Gaining Confidence on Molecular Classification through Consensus Modeling and Validation.

机构信息

Center for Toxicoinformatics, National Center for Toxicological Research (NCTR), U.S. Food and Drug Administration, Jefferson, AR, 72079, USA.

出版信息

Toxicol Mech Methods. 2006;16(2-3):59-68. doi: 10.1080/15376520600558259.
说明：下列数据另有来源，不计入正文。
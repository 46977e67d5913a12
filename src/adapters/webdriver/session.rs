//! `AutomationSession` backed by a WebDriver browser session.

use crate::adapters::validator::AutomationSession;
use crate::infra::config::ValidatorConfig;
use crate::infra::error::{ValidationError, ValidationResult};
use async_trait::async_trait;
use fantoccini::error::CmdError;
use fantoccini::{Client, ClientBuilder, Locator};
use serde_json::json;
use std::path::Path;
use std::time::Duration;

pub struct WebDriverSession {
    client: Client,
    page_load_timeout: Duration,
    upload_wait: Duration,
}

impl WebDriverSession {
    /// Start a new browser through the WebDriver server at `endpoint`.
    pub async fn connect(endpoint: &str, config: &ValidatorConfig) -> ValidationResult<Self> {
        let mut args = config.browser_args.clone();
        if config.headless && !args.iter().any(|a| a.starts_with("--headless")) {
            args.push("--headless=new".to_string());
        }

        let mut capabilities = serde_json::Map::new();
        capabilities.insert("goog:chromeOptions".to_string(), json!({ "args": args }));
        capabilities.insert("pageLoadStrategy".to_string(), json!("eager"));

        log::debug!("Opening WebDriver session at {endpoint}");
        let client = ClientBuilder::native()
            .capabilities(capabilities)
            .connect(endpoint)
            .await?;

        Ok(Self {
            client,
            page_load_timeout: config.page_load_timeout(),
            upload_wait: config.upload_wait(),
        })
    }
}

#[async_trait]
impl AutomationSession for WebDriverSession {
    async fn navigate(&mut self, url: &str) -> ValidationResult<()> {
        tokio::time::timeout(self.page_load_timeout, self.client.goto(url))
            .await
            .map_err(|_| {
                ValidationError::Timeout(format!(
                    "page load of {url} exceeded {:?}",
                    self.page_load_timeout
                ))
            })??;
        Ok(())
    }

    async fn upload(&mut self, input_selector: &str, file: &Path) -> ValidationResult<()> {
        let input = self
            .client
            .wait()
            .at_most(self.upload_wait)
            .for_element(Locator::Css(input_selector))
            .await
            .map_err(|e| match e {
                CmdError::WaitTimeout => ValidationError::Timeout(format!(
                    "file input '{input_selector}' not found within {:?}",
                    self.upload_wait
                )),
                other => ValidationError::from(other),
            })?;
        input.send_keys(&file.to_string_lossy()).await?;
        log::debug!("Uploaded {}", file.display());
        Ok(())
    }

    async fn results_markup(
        &mut self,
        container_selector: &str,
    ) -> ValidationResult<Option<String>> {
        let containers = self
            .client
            .find_all(Locator::Css(container_selector))
            .await?;
        match containers.into_iter().next() {
            Some(container) => Ok(Some(container.html(false).await?)),
            None => Ok(None),
        }
    }

    async fn close(self: Box<Self>) -> ValidationResult<()> {
        self.client.close().await?;
        log::debug!("WebDriver session closed");
        Ok(())
    }
}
DOI:10.1080/15376520600558259

PMID:20020998

Abstract

Current advances in genomics, proteomics, and metabonomics would result in a constellation of benefits in human health. Classification applying supervised learning methods to omics data as one of the molecular classification approaches has enjoyed its growing role in clinical application. However, the utility of a molecular classifier will not be fully appreciated unless its quality is carefully validated. A clinical omics data is usually noisy with the number of independent variables far more than the number of subjects and, possibly, with a skewed subject distribution. Given that, the consensus approach holds an advantage over a single classifier. Thus, the focus of this review is mainly placed on how validating a molecular classifier using Decision Forest (DF), a robust consensus approach. We recommended that a molecular classifier has to be assessed with respect to overall prediction accuracy, prediction confidence and chance correlation, which can be readily achieved in DF. The commonalities and differences between external validation and cross-validation are also discussed for perspective use of these methods to validate a DF classifier. In addition, the advantages of using consensus approaches for identification of potential biomarkers are also rationalized. Although specific DF examples are used in this review, the provided rationales and recommendations should be equally applicable to other consensus methods.

摘要

目前，基因组学、蛋白质组学和代谢组学的进展将给人类健康带来一系列益处。将监督学习方法应用于组学数据的分类是分子分类方法之一，它在临床应用中发挥着越来越重要的作用。然而，除非仔细验证其质量，否则分子分类器的实用性将无法得到充分体现。临床组学数据通常存在噪声，自变量的数量远远超过样本数量，并且可能存在偏斜的样本分布。鉴于此，共识方法比单个分类器具有优势。因此，本综述的重点主要放在如何使用稳健的共识方法决策森林 (DF) 来验证分子分类器。我们建议使用总体预测准确性、预测置信度和机会相关性来评估分子分类器，这在 DF 中可以轻松实现。还讨论了外部验证和交叉验证之间的异同，以便从这些方法的角度考虑使用这些方法来验证 DF 分类器。此外，还合理化了使用共识方法识别潜在生物标志物的优势。尽管在本综述中使用了特定的 DF 示例，但提供的原理和建议应同样适用于其他共识方法。